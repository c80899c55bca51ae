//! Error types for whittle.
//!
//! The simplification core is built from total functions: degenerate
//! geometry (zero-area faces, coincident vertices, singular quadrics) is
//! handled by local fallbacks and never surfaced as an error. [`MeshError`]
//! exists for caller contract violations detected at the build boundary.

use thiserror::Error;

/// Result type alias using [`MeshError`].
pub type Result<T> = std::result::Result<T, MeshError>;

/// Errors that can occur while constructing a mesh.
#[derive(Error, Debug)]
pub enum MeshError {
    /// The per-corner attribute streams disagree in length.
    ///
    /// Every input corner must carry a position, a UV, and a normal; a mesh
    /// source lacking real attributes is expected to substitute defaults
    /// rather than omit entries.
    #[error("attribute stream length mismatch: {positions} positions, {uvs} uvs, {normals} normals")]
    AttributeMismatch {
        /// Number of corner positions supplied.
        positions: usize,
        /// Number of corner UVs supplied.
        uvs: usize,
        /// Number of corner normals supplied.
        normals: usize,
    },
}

_Your assignment:_
Note every line above where the string "normals" shows up, and copy those lines.

_Exercise response:_
    #[error("attribute stream length mismatch: {positions} positions, {uvs} uvs, {normals} normals")]
        /// Number of corner normals supplied.
        normals: usize,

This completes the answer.